Every sketch show with more than 8p in the budget (thanks Tony Blairs!) seemed to have a crack at a Tubby spoof in the late 90s although there's was rarely much of a joke other than they don't 'alf talk funny! BBC One's "Harry Enfield's Yule Log Chums" special from 28th December 1998 roughed the kiddies favourites up to become Lovely Jubbly, Geeza, Beergut and Boff. Yes, its the "Telecockneys". Like most of Enfield's sketches at this point in his career the joke goes on about two minutes longer (Big hugs becomes "big jugs", Noo Noo is "Loo Loo" a moving lavatory and so on) than it needs to but the appearances of Matt Lucas, Phill Jupitus and Jessica Stevenson (as was) are very welcome.



Strangely the piece makes no comment on something a number of people have pointed out over the decades and that is Teletubbies' surface similarity to a very memorable "Harry Enfield's Television Programme" sketch from 1992 called "English For Aliens" in which an off-screen (and still much missed) Geoffrey Perkins tried to teach some rotund creatures with odd but uniquely shaped antennas basic phrases such as "tree", "car" and, of course, "Baby Jesus".



BBC Two's "Goodness Gracious Me" also got some knock-off costumes made in 2000 with "Delhi Tubbies" which were Teletubbies but - in a twist you wouldn't see coming from "Goodness Gracious Me", except for all the times you would - Asian. The joke didn't seem to stretch much beyond that and ends with a comedy kicking not long in. Oddly, over a decade later, a real party of blokes using the same name decided to travel across India dressed as Teletubbies in a noble attempt to raise money for a women's refuge in Bangladesh.



Funny vicar comedy "The Vicar Of Dibley" featured two children dressed as Laa Laa and Po at Alice's wedding to Hugo (because she is mentally sub-normal!!!!) but that's not a sketch show so it can get stuffed.


By 1999, the cult of the custard-slurping chums had spread across the American pond of America stateside and suddenly (minus nine months in a Korean animation cellar) they were cropping up in The Simpsons with surprising regularity starting with "Wild Barts Cant Be Broken" midway through the tenth season. Three references followed the next year with perhaps the best featuring Homer attempting to dress as a Teletubby to entertain Maggie, despite the slightly dubious line relating to Tinky Winky's sexuality.

Handily, someone has compiled all these references in this handy to watch video which saves me needing to describe them and buys me some time to think of a good excuse to explain to my family why I've spent a day writing and researching an article about the Teletubbies...



The fuzzy foursome also made appearances as "Tele-Chubbies" in needless "Pinky and the Brain" reboot "Pinky, Elmyra & the Brain". Needless to say Pinky is quite a fan but Brain...not so much!!!!!


Elsewhere, Adult Swim's largely dreadful "Robot Chicken" had the Teletubbies in place of the Power Rangers in lieu of any actual jokes (other than "they speak slowly"...which they don't) and a first season Family Guy had Stewie transfixed by their programme when he was still going "Yis!

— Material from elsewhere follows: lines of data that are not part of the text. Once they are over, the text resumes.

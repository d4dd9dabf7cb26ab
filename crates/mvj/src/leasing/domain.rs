use std::fmt;
use std::str::FromStr;

use chrono::{DateTime, NaiveDate, Utc};
use serde::{Deserialize, Serialize};

use crate::money::Fraction;
use crate::store::{IdSource, NestedError, NestedRecord};

use super::land_area::LeaseArea;
use super::rent::Rent;

entity_id!(LeaseId);
entity_id!(ContactId);
entity_id!(TenantId);
entity_id!(TenantContactId);
entity_id!(DecisionId);
entity_id!(ConditionId);
entity_id!(ConditionTypeId);
entity_id!(DecisionMakerId);
entity_id!(ReceivableTypeId);

/// `{type}{municipality}{district:02}-{sequence}`, e.g. `A1104-12`.
#[derive(Debug, Clone, PartialEq, Eq, PartialOrd, Ord, Hash)]
pub struct LeaseIdentifier {
    pub type_code: String,
    pub municipality: u8,
    pub district: u8,
    pub sequence: u32,
}

impl LeaseIdentifier {
    /// Identifiers sharing a prefix draw sequence numbers from the same counter.
    pub fn prefix(&self) -> String {
        format!(
            "{}{}{:02}",
            self.type_code, self.municipality, self.district
        )
    }
}

impl fmt::Display for LeaseIdentifier {
    fn fmt(&self, f: &mut fmt::Formatter<'_>) -> fmt::Result {
        write!(f, "{}-{}", self.prefix(), self.sequence)
    }
}

#[derive(Debug, Clone, PartialEq, Eq, thiserror::Error)]
#[error("'{0}' is not a lease identifier")]
pub struct LeaseIdentifierParseError(String);

impl FromStr for LeaseIdentifier {
    type Err = LeaseIdentifierParseError;

    fn from_str(value: &str) -> Result<Self, Self::Err> {
        let invalid = || LeaseIdentifierParseError(value.to_string());
        let (prefix, sequence) = value.split_once('-').ok_or_else(invalid)?;
        if prefix.len() != 5 || !prefix.is_ascii() {
            return Err(invalid());
        }
        let (type_code, rest) = prefix.split_at(2);
        let (municipality, district) = rest.split_at(1);

        Ok(Self {
            type_code: type_code.to_string(),
            municipality: municipality.parse().map_err(|_| invalid())?,
            district: district.parse().map_err(|_| invalid())?,
            sequence: sequence.parse().map_err(|_| invalid())?,
        })
    }
}

impl Serialize for LeaseIdentifier {
    fn serialize<S: serde::Serializer>(&self, serializer: S) -> Result<S::Ok, S::Error> {
        serializer.collect_str(self)
    }
}

impl<'de> Deserialize<'de> for LeaseIdentifier {
    fn deserialize<D: serde::Deserializer<'de>>(deserializer: D) -> Result<Self, D::Error> {
        let raw = String::deserialize(deserializer)?;
        raw.parse().map_err(serde::de::Error::custom)
    }
}

#[derive(Debug, Clone, Copy, PartialEq, Eq, Serialize, Deserialize)]
#[serde(rename_all = "snake_case")]
pub enum LeaseState {
    Lease,
    ShortTermLease,
    LongTermLease,
    Reservation,
    Reserve,
    Permission,
    Application,
    Transferred,
}

/// A lease with its tenants, land areas, decisions, and rents.
#[derive(Debug, Clone, PartialEq, Serialize, Deserialize)]
pub struct Lease {
    pub id: LeaseId,
    pub identifier: LeaseIdentifier,
    pub state: Option<LeaseState>,
    pub start_date: Option<NaiveDate>,
    pub end_date: Option<NaiveDate>,
    pub intended_use: Option<String>,
    pub notice_period: Option<String>,
    pub is_invoicing_enabled: bool,
    pub tenants: Vec<Tenant>,
    pub lease_areas: Vec<LeaseArea>,
    pub decisions: Vec<Decision>,
    pub rents: Vec<Rent>,
    pub created_at: DateTime<Utc>,
    pub modified_at: DateTime<Utc>,
}

impl Lease {
    pub fn tenant(&self, id: TenantId) -> Option<&Tenant> {
        self.tenants.iter().find(|tenant| tenant.id == id)
    }

    /// Tenants holding a `Tenant` role that overlaps the period.
    pub fn tenants_for_period(&self, start: NaiveDate, end: NaiveDate) -> Vec<&Tenant> {
        self.tenants
            .iter()
            .filter(|tenant| tenant.overlap(start, end).is_some())
            .collect()
    }

    pub fn primary_address(&self) -> Option<&str> {
        self.lease_areas
            .iter()
            .filter(|area| area.archived_at.is_none())
            .flat_map(|area| area.addresses.iter())
            .find(|address| address.is_primary)
            .map(|address| address.address.as_str())
    }
}

#[derive(Debug, Clone, Copy, PartialEq, Eq, Serialize, Deserialize)]
#[serde(rename_all = "snake_case")]
pub enum ContactType {
    Person,
    Business,
    Unit,
    Association,
    Other,
}

#[derive(Debug, Clone, PartialEq, Eq, Serialize, Deserialize)]
pub struct Contact {
    pub id: ContactId,
    #[serde(rename = "type")]
    pub contact_type: ContactType,
    pub name: Option<String>,
    pub first_name: Option<String>,
    pub last_name: Option<String>,
    pub business_id: Option<String>,
    pub address: Option<String>,
    pub postal_code: Option<String>,
    pub city: Option<String>,
    pub email: Option<String>,
    pub phone: Option<String>,
}

impl Contact {
    pub fn display_name(&self) -> String {
        match self.contact_type {
            ContactType::Person => {
                let parts: Vec<&str> = [self.first_name.as_deref(), self.last_name.as_deref()]
                    .into_iter()
                    .flatten()
                    .filter(|part| !part.is_empty())
                    .collect();
                parts.join(" ")
            }
            _ => self.name.clone().unwrap_or_default(),
        }
    }
}

#[derive(Debug, Clone, PartialEq, Eq, Deserialize)]
pub struct ContactInput {
    #[serde(rename = "type")]
    pub contact_type: ContactType,
    #[serde(default)]
    pub name: Option<String>,
    #[serde(default)]
    pub first_name: Option<String>,
    #[serde(default)]
    pub last_name: Option<String>,
    #[serde(default)]
    pub business_id: Option<String>,
    #[serde(default)]
    pub address: Option<String>,
    #[serde(default)]
    pub postal_code: Option<String>,
    #[serde(default)]
    pub city: Option<String>,
    #[serde(default)]
    pub email: Option<String>,
    #[serde(default)]
    pub phone: Option<String>,
}

impl ContactInput {
    pub fn into_contact(self, id: ContactId) -> Contact {
        Contact {
            id,
            contact_type: self.contact_type,
            name: self.name,
            first_name: self.first_name,
            last_name: self.last_name,
            business_id: self.business_id,
            address: self.address,
            postal_code: self.postal_code,
            city: self.city,
            email: self.email,
            phone: self.phone,
        }
    }
}

#[derive(Debug, Clone, Copy, PartialEq, Eq, Serialize, Deserialize)]
#[serde(rename_all = "snake_case")]
pub enum TenantContactType {
    Tenant,
    Billing,
    Contact,
}

/// Role a contact plays for a tenant during an optional date range.
#[derive(Debug, Clone, PartialEq, Eq, Serialize, Deserialize)]
pub struct TenantContact {
    pub id: TenantContactId,
    pub contact: ContactId,
    #[serde(rename = "type")]
    pub contact_type: TenantContactType,
    pub start_date: Option<NaiveDate>,
    pub end_date: Option<NaiveDate>,
}

#[derive(Debug, Clone, PartialEq, Eq, Deserialize)]
pub struct TenantContactInput {
    #[serde(default)]
    pub id: Option<TenantContactId>,
    pub contact: ContactId,
    #[serde(rename = "type")]
    pub contact_type: TenantContactType,
    #[serde(default)]
    pub start_date: Option<NaiveDate>,
    #[serde(default)]
    pub end_date: Option<NaiveDate>,
}

impl NestedRecord for TenantContact {
    type Input = TenantContactInput;

    fn record_id(&self) -> u64 {
        self.id.0
    }

    fn input_id(input: &Self::Input) -> Option<u64> {
        input.id.map(|id| id.0)
    }

    fn create(id: u64, input: Self::Input, _ids: &dyn IdSource) -> Result<Self, NestedError> {
        Ok(Self {
            id: TenantContactId(id),
            contact: input.contact,
            contact_type: input.contact_type,
            start_date: input.start_date,
            end_date: input.end_date,
        })
    }

    fn apply(&mut self, input: Self::Input, ids: &dyn IdSource) -> Result<(), NestedError> {
        *self = Self::create(self.id.0, input, ids)?;
        Ok(())
    }
}

/// Holder of a share of a lease.
#[derive(Debug, Clone, PartialEq, Eq, Serialize, Deserialize)]
pub struct Tenant {
    pub id: TenantId,
    pub share_numerator: u32,
    pub share_denominator: u32,
    pub reference: Option<String>,
    pub contacts: Vec<TenantContact>,
}

impl Tenant {
    pub fn share(&self) -> Fraction {
        Fraction::new(
            i128::from(self.share_numerator),
            i128::from(self.share_denominator),
        )
        .unwrap_or(Fraction::ZERO)
    }

    /// Overlap between the tenant role and the period, if any.
    pub fn overlap(&self, start: NaiveDate, end: NaiveDate) -> Option<(NaiveDate, NaiveDate)> {
        self.contacts
            .iter()
            .filter(|contact| contact.contact_type == TenantContactType::Tenant)
            .filter_map(|contact| overlap(contact.start_date, contact.end_date, start, end))
            .reduce(|(a_start, a_end), (b_start, b_end)| (a_start.min(b_start), a_end.max(b_end)))
    }

    /// Billing contact when one overlaps the period, else the tenant contact.
    pub fn recipient_for(&self, start: NaiveDate, end: NaiveDate) -> Option<ContactId> {
        let role = |kind: TenantContactType| {
            self.contacts
                .iter()
                .filter(|contact| contact.contact_type == kind)
                .find(|contact| overlap(contact.start_date, contact.end_date, start, end).is_some())
                .map(|contact| contact.contact)
        };
        role(TenantContactType::Billing).or_else(|| role(TenantContactType::Tenant))
    }
}

#[derive(Debug, Clone, PartialEq, Eq, Deserialize)]
pub struct TenantInput {
    #[serde(default)]
    pub id: Option<TenantId>,
    pub share_numerator: u32,
    pub share_denominator: u32,
    #[serde(default)]
    pub reference: Option<String>,
    #[serde(default)]
    pub contacts: Vec<TenantContactInput>,
}

impl NestedRecord for Tenant {
    type Input = TenantInput;

    fn record_id(&self) -> u64 {
        self.id.0
    }

    fn input_id(input: &Self::Input) -> Option<u64> {
        input.id.map(|id| id.0)
    }

    fn create(id: u64, input: Self::Input, ids: &dyn IdSource) -> Result<Self, NestedError> {
        validate_share(&input)?;
        Ok(Self {
            id: TenantId(id),
            share_numerator: input.share_numerator,
            share_denominator: input.share_denominator,
            reference: input.reference,
            contacts: crate::store::create_nested(input.contacts, ids)?,
        })
    }

    fn apply(&mut self, input: Self::Input, ids: &dyn IdSource) -> Result<(), NestedError> {
        validate_share(&input)?;
        self.share_numerator = input.share_numerator;
        self.share_denominator = input.share_denominator;
        self.reference = input.reference;
        let contacts = std::mem::take(&mut self.contacts);
        self.contacts =
            crate::store::merge_nested("tenant contact", contacts, input.contacts, ids)?;
        Ok(())
    }
}

fn validate_share(input: &TenantInput) -> Result<(), NestedError> {
    if input.share_denominator == 0 || input.share_numerator > input.share_denominator {
        return Err(NestedError::Invalid(format!(
            "tenant share {}/{} is not a valid fraction",
            input.share_numerator, input.share_denominator
        )));
    }
    Ok(())
}

/// Overlap of an open-ended range with a closed period.
pub fn overlap(
    start: Option<NaiveDate>,
    end: Option<NaiveDate>,
    period_start: NaiveDate,
    period_end: NaiveDate,
) -> Option<(NaiveDate, NaiveDate)> {
    let from = start.map_or(period_start, |date| date.max(period_start));
    let to = end.map_or(period_end, |date| date.min(period_end));
    (from <= to).then_some((from, to))
}

/// Inclusive day count.
pub fn days_inclusive(start: NaiveDate, end: NaiveDate) -> i64 {
    (end - start).num_days() + 1
}

#[derive(Debug, Clone, PartialEq, Eq, Serialize, Deserialize)]
pub struct DecisionMaker {
    pub id: DecisionMakerId,
    pub name: String,
}

/// Administrative decision concerning a lease.
#[derive(Debug, Clone, PartialEq, Eq, Serialize, Deserialize)]
pub struct Decision {
    pub id: DecisionId,
    pub lease: LeaseId,
    pub reference_number: Option<String>,
    pub decision_maker: Option<DecisionMakerId>,
    pub decision_date: Option<NaiveDate>,
    pub section: Option<String>,
    #[serde(rename = "type")]
    pub decision_type: Option<String>,
    pub description: Option<String>,
    pub conditions: Vec<Condition>,
}

#[derive(Debug, Clone, PartialEq, Eq, Serialize, Deserialize)]
pub struct Condition {
    pub id: ConditionId,
    #[serde(rename = "type")]
    pub condition_type: Option<ConditionTypeId>,
    pub supervision_date: Option<NaiveDate>,
    pub supervised_date: Option<NaiveDate>,
    pub description: Option<String>,
}

#[derive(Debug, Clone, PartialEq, Eq, Deserialize)]
pub struct ConditionInput {
    #[serde(default)]
    pub id: Option<ConditionId>,
    #[serde(default, rename = "type")]
    pub condition_type: Option<ConditionTypeId>,
    #[serde(default)]
    pub supervision_date: Option<NaiveDate>,
    #[serde(default)]
    pub supervised_date: Option<NaiveDate>,
    #[serde(default)]
    pub description: Option<String>,
}

impl NestedRecord for Condition {
    type Input = ConditionInput;

    fn record_id(&self) -> u64 {
        self.id.0
    }

    fn input_id(input: &Self::Input) -> Option<u64> {
        input.id.map(|id| id.0)
    }

    fn create(id: u64, input: Self::Input, _ids: &dyn IdSource) -> Result<Self, NestedError> {
        Ok(Self {
            id: ConditionId(id),
            condition_type: input.condition_type,
            supervision_date: input.supervision_date,
            supervised_date: input.supervised_date,
            description: input.description,
        })
    }

    fn apply(&mut self, input: Self::Input, ids: &dyn IdSource) -> Result<(), NestedError> {
        *self = Self::create(self.id.0, input, ids)?;
        Ok(())
    }
}

#[derive(Debug, Clone, PartialEq, Eq, Deserialize)]
pub struct DecisionInput {
    pub lease: LeaseId,
    #[serde(default)]
    pub reference_number: Option<String>,
    #[serde(default)]
    pub decision_maker: Option<DecisionMakerId>,
    #[serde(default)]
    pub decision_date: Option<NaiveDate>,
    #[serde(default)]
    pub section: Option<String>,
    #[serde(default, rename = "type")]
    pub decision_type: Option<String>,
    #[serde(default)]
    pub description: Option<String>,
    #[serde(default)]
    pub conditions: Vec<ConditionInput>,
}

#[derive(Debug, Clone, PartialEq, Eq, Serialize, Deserialize)]
pub struct ConditionType {
    pub id: ConditionTypeId,
    pub name: String,
}

/// Billing category of an invoice row.
#[derive(Debug, Clone, PartialEq, Eq, Serialize, Deserialize)]
pub struct ReceivableType {
    pub id: ReceivableTypeId,
    pub name: String,
    pub sap_material_code: Option<String>,
    pub sap_order_item_number: Option<String>,
    pub is_active: bool,
}

#[derive(Debug, Clone, Copy, PartialEq, Eq, PartialOrd, Ord, Hash, Serialize, Deserialize)]
pub struct BankHoliday {
    pub day: NaiveDate,
}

Kill the mother! Etc!" and Peter said "heheheh I am humourous and fat". Which is true, he was fat.



And then Kenan made a face.



I have no idea what this is.



Next up was...what, we're done? Oh thank you sun baby. All of these sketches and clips are fun in their own way but its testament to the easy going charm and quirky nature of the original programme that lead to it being not only a worldwide hit but a household name that could be easily referenced for a quick chuckle. Yes, it was repetitive and maybe the Christmas no.1 single was a spin-off too far but kids saw something positive and loving in those colourful little buggers so we should always be thankful for that. Time for Tubby bye-bye!

NEXT WEEK: A 50,000 word social polemic on why Charlie Chalk is better than Breaking Bad and how Stoppit and Tidyup could deffo twat everyone in Game of Thrones easy.


Happy twentieth anniversary everybody!